■ **PROBLEM TO WORK ON**: The required output is the lines below from the line containing "pub fn is_empty(&self)" to the line containing "for probe in", inclusive, retyped exactly. No other lines belong in it.

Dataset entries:
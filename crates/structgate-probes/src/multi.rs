// ─────────────────────────────────────────────────────────────────────
// StructGate — Multi-Probe Aggregator
// ─────────────────────────────────────────────────────────────────────

use structgate_types::{Observable, ProbeSpec, StepTrace, StructGateResult};

use crate::probe::{Probe, ProbeKind};

/// Runs an ordered list of probes and merges their observations.
///
/// On key collision the later probe wins. The aggregate is itself a
/// [`Probe`], so an engine cannot tell one probe from many.
#[derive(Debug, Clone, Default)]
pub struct MultiProbe {
    probes: Vec<ProbeKind>,
}

impl MultiProbe {
    pub fn new(probes: Vec<ProbeKind>) -> Self {
        Self { probes }
    }

    /// Build the probe list from configuration, in order.
    pub fn from_specs(specs: &[ProbeSpec]) -> StructGateResult<Self> {
        let probes = specs
            .iter()
            .map(ProbeKind::from_spec)
            .collect::<StructGateResult<Vec<_>>>()?;
        Ok(Self { probes })
    }

    /// Append a probe after the existing ones.
    pub fn push(&mut self, probe: impl Into<ProbeKind>) {
        self.probes.push(probe.into());
    }

    pub fn with(mut self, probe: impl Into<ProbeKind>) -> Self {
        self.push(probe);
        self
    }

    pub fn len(&self) -> usize {
        self.probes.len()
    }

    pub fn is_empty(&self) -> bool {
        self.probes.is_empty()
    }

    pub fn names(&self) -> Vec<&'static str> {
        self.probes.iter().map(Probe::name).collect()
    }

    pub fn probes(&self) -> &[ProbeKind] {
        &self.probes
    }
}

impl Probe for MultiProbe {
    fn name(&self) -> &'static str {
        "multi"
    }

    fn observe(&mut self, step: &StepTrace) -> Observable {
        let mut merged = Observable::new();
        for probe in &mut self.probes {
            merged.merge(probe.observe(step));
        }
        merged
    }

    fn reset(&mut self) {
        self.probes.iter_mut().for_each(Probe::reset);
    }
}

#[cfg(test)]
mod tests {
    use super::*;
    use crate::{EntropyProbe, LayerDeltaProbe, MarginProbe, NormProbe, SpectralProbe};
    use structgate_types::observable::keys;

    fn spectral(window: usize) -> ProbeKind {
        SpectralProbe::new(window).into()
    }

    #[test]
    fn test_entropy_and_margin_do_not_interfere() {
        let step = StepTrace::from_logits("t", vec![10.0, 1.0, 0.5]);
        let mut multi = MultiProbe::new(vec![EntropyProbe.into(), MarginProbe.into()]);
        let merged = multi.observe(&step);

        let alone_entropy = EntropyProbe.observe(&step);
        let alone_margin = MarginProbe.observe(&step);
        assert_eq!(merged.scalar(keys::ENTROPY), alone_entropy.scalar(keys::ENTROPY));
        assert_eq!(merged.scalar(keys::MARGIN), alone_margin.scalar(keys::MARGIN));
        assert_eq!(merged.len(), alone_entropy.len() + alone_margin.len());
    }

    #[test]
    fn test_last_write_wins() {
        // Two spectral probes: the second (window 1) is ready immediately
        // and overwrites the first's not-ready answer.
        let step = StepTrace::new("t", vec![0.0], vec![1.0, 2.0], vec![1.0, 2.0]);
        let mut multi = MultiProbe::new(vec![spectral(3), spectral(1)]);
        let obs = multi.observe(&step);
        assert_eq!(obs.flag(keys::SVD_READY), Some(true));

        let mut reversed = MultiProbe::new(vec![spectral(1), spectral(3)]);
        let obs = reversed.observe(&step);
        assert_eq!(obs.flag(keys::SVD_READY), Some(false));
    }

    #[test]
    fn test_full_suite_keys() {
        let step = StepTrace::new("t", vec![2.0, 1.0], vec![1.0, 0.0], vec![0.0, 1.0]);
        let mut multi = MultiProbe::default()
            .with(EntropyProbe)
            .with(MarginProbe)
            .with(LayerDeltaProbe)
            .with(NormProbe)
            .with(SpectralProbe::new(4));
        let obs = multi.observe(&step);
        for key in [
            keys::ENTROPY,
            keys::MARGIN,
            keys::LAYER_DELTA,
            keys::LAYER_SIMILARITY,
            keys::ACTIVATION_ENERGY,
            keys::SV_RATIO,
            keys::SVD_READY,
        ] {
            assert!(obs.contains_key(key), "missing {key}");
        }
        assert_eq!(multi.names(), vec!["entropy", "margin", "layer_delta", "norm", "spectral"]);
    }

    #[test]
    fn test_from_specs_and_reset() {
        let mut multi =
            MultiProbe::from_specs(&[ProbeSpec::Entropy, ProbeSpec::spectral(2)]).unwrap();
        assert_eq!(multi.len(), 2);
        let step = StepTrace::new("t", vec![0.0], vec![1.0], vec![1.0]);
        multi.observe(&step);
        multi.observe(&step);
        multi.reset();
        match &multi.probes()[1] {
            ProbeKind::Spectral(p) => assert_eq!(p.buffer_len(), 0),
            other => panic!("unexpected probe {other:?}"),
        }
    }

    #[test]
    fn test_empty_aggregator_observes_nothing() {
        let mut multi = MultiProbe::default();
        assert!(multi.is_empty());
        assert!(multi.observe(&StepTrace::from_logits("t", vec![1.0])).is_empty());
    }

    #[test]
    fn test_nested_aggregator() {
        let inner = MultiProbe::new(vec![EntropyProbe.into()]);
        let mut outer = MultiProbe::new(vec![inner.into(), MarginProbe.into()]);
        let obs = outer.observe(&StepTrace::from_logits("t", vec![1.0, 0.0]));
        assert!(obs.contains_key(keys::ENTROPY));
        assert!(obs.contains_key(keys::MARGIN));
    }
}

■ **WRITTEN SOLUTION**:
    pub fn is_empty(&self) -> bool {
        self.probes.is_empty()
    }

    pub fn names(&self) -> Vec<&'static str> {
        self.probes.iter().map(Probe::name).collect()
    }

    pub fn probes(&self) -> &[ProbeKind] {
        &self.probes
    }
}

impl Probe for MultiProbe {
    fn name(&self) -> &'static str {
        "multi"
    }

    fn observe(&mut self, step: &StepTrace) -> Observable {
        let mut merged = Observable::new();
        for probe in &mut self.probes {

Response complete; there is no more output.